The task >> Where the string "Json" shows up in a line of the records, copy that line.

(Data excerpts)
Segment Open
//! Bridge error types.

use thiserror::Error;

/// Errors from completion-API calls.
#[derive(Debug, Error)]
pub enum CoachError {
    #[error("no API key configured for the completion API")]
    MissingApiKey,

    #[error("at least {required} demos are required for a voice report, got {actual}")]
    TooFewDemos { required: usize, actual: usize },

    #[error("completion API error ({status}): {detail}")]
    Upstream { status: u16, detail: String },

    #[error("completion API request failed: {0}")]
    Http(#[from] reqwest::Error),
}

/// Result type for bridge operations.
pub type CoachResult<T> = std::result::Result<T, CoachError>;
//! Storage error types.

use thiserror::Error;

/// Storage operation errors.
#[derive(Debug, Error)]
pub enum StorageError {
    #[error("object not found: {0}")]
    NotFound(String),

    #[error("I/O error: {0}")]
    Io(#[from] std::io::Error),

    #[error("S3 error: {0}")]
    S3(#[from] Box<dyn std::error::Error + Send + Sync>),

    #[error("invalid key: {0}")]
    InvalidKey(String),

    #[error("configuration error: {0}")]
    Config(String),
}

impl StorageError {
    /// Whether this error means the object simply doesn't exist.
    pub fn is_not_found(&self) -> bool {
        matches!(self, Self::NotFound(_))
    }
}

/// Result type for storage operations.
pub type StorageResult<T> = std::result::Result<T, StorageError>;
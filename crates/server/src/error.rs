//! API error types.

use axum::Json;
use axum::http::StatusCode;
use axum::response::{IntoResponse, Response};
use myvoice_coach::CoachError;
use myvoice_registry::RegistryError;
use serde::Serialize;

/// API error response.
#[derive(Debug, Serialize)]
pub struct ErrorResponse {
    /// Error code for programmatic handling.
    pub code: String,
    /// Human-readable error message.
    pub message: String,
}

/// API error type.
#[derive(Debug, thiserror::Error)]
pub enum ApiError {
    #[error("bad request: {0}")]
    BadRequest(String),

    #[error("unauthorized: {0}")]
    Unauthorized(String),

    #[error("not found: {0}")]
    NotFound(String),

    #[error("upstream error ({status}): {detail}")]
    Upstream { status: u16, detail: String },

    #[error("internal error: {0}")]
    Internal(String),

    #[error("storage error: {0}")]
    Storage(#[from] myvoice_storage::StorageError),

    #[error("registry error: {0}")]
    Registry(#[from] RegistryError),

    #[error("coach error: {0}")]
    Coach(#[from] CoachError),
}

impl ApiError {
    /// Get the error code for this error.
    pub fn code(&self) -> &'static str {
        match self {
            Self::BadRequest(_) => "bad_request",
            Self::Unauthorized(_) => "unauthorized",
            Self::NotFound(_) => "not_found",
            Self::Upstream { .. } => "upstream_error",
            Self::Internal(_) => "internal_error",
            Self::Storage(e) => match e {
                myvoice_storage::StorageError::NotFound(_) => "not_found",
                _ => "storage_error",
            },
            Self::Registry(e) => match e {
                RegistryError::NotFound(_) => "not_found",
                RegistryError::MissingChunk { .. } => "missing_chunk",
                RegistryError::InvalidChunkIndex { .. }
                | RegistryError::InvalidChunkTotal(_)
                | RegistryError::ChunkTooLarge { .. } => "bad_request",
                RegistryError::Storage(_) | RegistryError::Serialization(_) => "registry_error",
            },
            Self::Coach(e) => match e {
                CoachError::TooFewDemos { .. } => "bad_request",
                CoachError::Upstream { .. } => "upstream_error",
                CoachError::MissingApiKey | CoachError::Http(_) => "coach_error",
            },
        }
    }

    /// Get the HTTP status code for this error.
    pub fn status_code(&self) -> StatusCode {
        match self {
            Self::BadRequest(_) => StatusCode::BAD_REQUEST,
            Self::Unauthorized(_) => StatusCode::UNAUTHORIZED,
            Self::NotFound(_) => StatusCode::NOT_FOUND,
            Self::Upstream { .. } => StatusCode::INTERNAL_SERVER_ERROR,
            Self::Internal(_) => StatusCode::INTERNAL_SERVER_ERROR,
            Self::Storage(e) => match e {
                myvoice_storage::StorageError::NotFound(_) => StatusCode::NOT_FOUND,
                _ => StatusCode::INTERNAL_SERVER_ERROR,
            },
            Self::Registry(e) => match e {
                RegistryError::NotFound(_) => StatusCode::NOT_FOUND,
                // Reassembly failures name the offending chunk in the
                // message; the upload flow treats them as client errors.
                RegistryError::MissingChunk { .. }
                | RegistryError::InvalidChunkIndex { .. }
                | RegistryError::InvalidChunkTotal(_)
                | RegistryError::ChunkTooLarge { .. } => StatusCode::BAD_REQUEST,
                RegistryError::Storage(inner) => match inner {
                    myvoice_storage::StorageError::NotFound(_) => StatusCode::NOT_FOUND,
                    _ => StatusCode::INTERNAL_SERVER_ERROR,
                },
                RegistryError::Serialization(_) => StatusCode::INTERNAL_SERVER_ERROR,
            },
            Self::Coach(e) => match e {
                CoachError::TooFewDemos { .. } => StatusCode::BAD_REQUEST,
                CoachError::Upstream { .. }
                | CoachError::MissingApiKey
                | CoachError::Http(_) => StatusCode::INTERNAL_SERVER_ERROR,
            },
        }
    }
}

impl IntoResponse for ApiError {
    fn into_response(self) -> Response {
        let status = self.status_code();
        let body = ErrorResponse {
            code: self.code().to_string(),
            message: self.to_string(),
        };
        (status, Json(body)).into_response()
    }
}

/// Result type for API handlers.
pub type ApiResult<T> = std::result::Result<T, ApiError>;
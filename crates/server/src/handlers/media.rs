//! Binary serving for demo audio and cover art.

use crate::error::{ApiError, ApiResult};
use crate::handlers::common::parse_demo_id;
use crate::state::AppState;
use axum::body::Body;
use axum::extract::{Query, State};
use axum::http::header::{CACHE_CONTROL, CONTENT_TYPE};
use axum::response::Response;
use myvoice_core::CoverSource;
use myvoice_registry::keys;
use serde::Deserialize;

/// Query parameters for media requests.
#[derive(Debug, Deserialize)]
pub struct MediaParams {
    pub id: String,
    /// `audio` (default) or `cover`.
    #[serde(rename = "type", default)]
    pub kind: Option<String>,
}

/// GET /api/demo-audio?id=&type= - Stream a demo's audio or cover blob.
///
/// Blobs are immutable per id, so responses carry a long-lived
/// Cache-Control header. Cover requests against demos with external
/// (random) covers 404: the client uses the record's coverUrl directly.
#[tracing::instrument(skip(state))]
pub async fn demo_audio(
    State(state): State<AppState>,
    Query(params): Query<MediaParams>,
) -> ApiResult<Response> {
    let id = parse_demo_id(&params.id)?;
    let record = state.registry.get(id).await?;

    let (key, content_type) = match params.kind.as_deref().unwrap_or("audio") {
        "audio" => (
            keys::audio_key(id),
            record
                .audio_content_type
                .unwrap_or_else(|| "audio/mpeg".to_string()),
        ),
        "cover" => {
            if record.cover_type != CoverSource::Uploaded {
                return Err(ApiError::NotFound(format!(
                    "demo {id} has no uploaded cover"
                )));
            }
            (
                keys::cover_key(id),
                record
                    .cover_content_type
                    .unwrap_or_else(|| "image/jpeg".to_string()),
            )
        }
        other => {
            return Err(ApiError::BadRequest(format!(
                "unknown media type: {other} (expected audio or cover)"
            )));
        }
    };

    let stream = state.storage.get_stream(&key).await?;
    let cache_control = format!(
        "public, max-age={}, immutable",
        state.config.server.media_max_age_secs
    );

    Response::builder()
        .header(CONTENT_TYPE, content_type)
        .header(CACHE_CONTROL, cache_control)
        .body(Body::from_stream(stream))
        .map_err(|e| ApiError::Internal(format!("failed to build media response: {e}")))
}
Segment Closed
Task answer >>
use axum::Json;
        (status, Json(body)).into_response()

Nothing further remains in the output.